[Information supplied]:
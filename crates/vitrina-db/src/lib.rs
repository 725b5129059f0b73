//! # vitrina-db
//!
//! PostgreSQL persistence layer for vitrina.
//!
//! This crate provides:
//! - Connection pool management
//! - Repository implementations for catalog items and their samples
//! - An in-memory catalog with identical semantics for tests and tooling
//!
//! ## Example
//!
//! ```rust,ignore
//! use vitrina_db::{Database, ItemRepository, CreateItemRequest};
//!
//! #[tokio::main]
//! async fn main() -> Result<(), Box<dyn std::error::Error>> {
//!     let db = Database::connect("postgres://localhost/vitrina").await?;
//!     db.migrate().await?;
//!
//!     let id = db.items.insert(CreateItemRequest {
//!         branch_id: uuid::Uuid::nil(),
//!         name: "Isfahan 2x3".to_string(),
//!         category: "rugs".to_string(),
//!         collection: None,
//!         photo: None,
//!     }).await?;
//!
//!     println!("Created item: {}", id);
//!     Ok(())
//! }
//! ```
pub mod items;
pub mod memory;
pub mod pool;
pub mod samples;

// Always compiled so integration tests in other crates can use the builders
pub mod test_fixtures;

// Re-export core types
pub use vitrina_core::*;

pub use items::PgItemRepository;
pub use memory::MemoryCatalog;
pub use pool::{connect_pool, PoolConfig};
pub use samples::PgSampleRepository;

/// Combined database context with all repositories.
#[derive(Clone)]
pub struct Database {
    /// The underlying connection pool.
    pub pool: sqlx::Pool<sqlx::Postgres>,
    /// Catalog item repository.
    pub items: PgItemRepository,
    /// Item sample repository.
    pub samples: PgSampleRepository,
}

impl Database {
    /// Create a new Database instance from a connection pool.
    pub fn new(pool: sqlx::Pool<sqlx::Postgres>) -> Self {
        Self {
            items: PgItemRepository::new(pool.clone()),
            samples: PgSampleRepository::new(pool.clone()),
            pool,
        }
    }

    /// Connect using the pool settings from the environment.
    pub async fn connect(url: &str) -> Result<Self> {
        Self::connect_with_config(url, PoolConfig::from_env()).await
    }

    /// Connect with explicit pool settings.
    pub async fn connect_with_config(url: &str, config: PoolConfig) -> Result<Self> {
        let pool = connect_pool(url, &config).await?;
        Ok(Self::new(pool))
    }

    /// Run pending migrations.
    #[cfg(feature = "migrations")]
    pub async fn migrate(&self) -> Result<()> {
        sqlx::migrate!("../../migrations")
            .run(&self.pool)
            .await
            .map_err(|e| Error::Database(sqlx::Error::Migrate(Box::new(e))))?;
        tracing::info!(subsystem = "db", op = "migrate", "Migrations applied");
        Ok(())
    }

    /// Get the underlying connection pool.
    pub fn pool(&self) -> &sqlx::Pool<sqlx::Postgres> {
        &self.pool
    }
}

[Task statement]:
Line by line, transcribe the material above exactly.

[Response to this task]:
filename crates/vitrina-db/src/lib.rs
repository 725b5129059f0b73
//! # vitrina-db
//!
//! PostgreSQL persistence layer for vitrina.
//!
//! This crate provides:
//! - Connection pool management
//! - Repository implementations for catalog items and their samples
//! - An in-memory catalog with identical semantics for tests and tooling
//!
//! ## Example
//!
//! ```rust,ignore
//! use vitrina_db::{Database, ItemRepository, CreateItemRequest};
//!
//! #[tokio::main]
//! async fn main() -> Result<(), Box<dyn std::error::Error>> {
//!     let db = Database::connect("postgres://localhost/vitrina").await?;
//!     db.migrate().await?;
//!
//!     let id = db.items.insert(CreateItemRequest {
//!         branch_id: uuid::Uuid::nil(),
//!         name: "Isfahan 2x3".to_string(),
//!         category: "rugs".to_string(),
//!         collection: None,
//!         photo: None,
//!     }).await?;
//!
//!     println!("Created item: {}", id);
//!     Ok(())
//! }
//! ```
pub mod items;
pub mod memory;
pub mod pool;
pub mod samples;

// Always compiled so integration tests in other crates can use the builders
pub mod test_fixtures;

// Re-export core types
pub use vitrina_core::*;

pub use items::PgItemRepository;
pub use memory::MemoryCatalog;
pub use pool::{connect_pool, PoolConfig};
pub use samples::PgSampleRepository;

/// Combined database context with all repositories.
#[derive(Clone)]
pub struct Database {
    /// The underlying connection pool.
    pub pool: sqlx::Pool<sqlx::Postgres>,
    /// Catalog item repository.
    pub items: PgItemRepository,
    /// Item sample repository.
    pub samples: PgSampleRepository,
}

impl Database {
    /// Create a new Database instance from a connection pool.
    pub fn new(pool: sqlx::Pool<sqlx::Postgres>) -> Self {
        Self {
            items: PgItemRepository::new(pool.clone()),
            samples: PgSampleRepository::new(pool.clone()),
            pool,
        }
    }

    /// Connect using the pool settings from the environment.
    pub async fn connect(url: &str) -> Result<Self> {
        Self::connect_with_config(url, PoolConfig::from_env()).await
    }

    /// Connect with explicit pool settings.
    pub async fn connect_with_config(url: &str, config: PoolConfig) -> Result<Self> {
        let pool = connect_pool(url, &config).await?;
        Ok(Self::new(pool))
    }

    /// Run pending migrations.
    #[cfg(feature = "migrations")]
    pub async fn migrate(&self) -> Result<()> {
        sqlx::migrate!("../../migrations")
            .run(&self.pool)
            .await
            .map_err(|e| Error::Database(sqlx::Error::Migrate(Box::new(e))))?;
        tracing::info!(subsystem = "db", op = "migrate", "Migrations applied");
        Ok(())
    }

    /// Get the underlying connection pool.
    pub fn pool(&self) -> &sqlx::Pool<sqlx::Postgres> {
        &self.pool
    }
}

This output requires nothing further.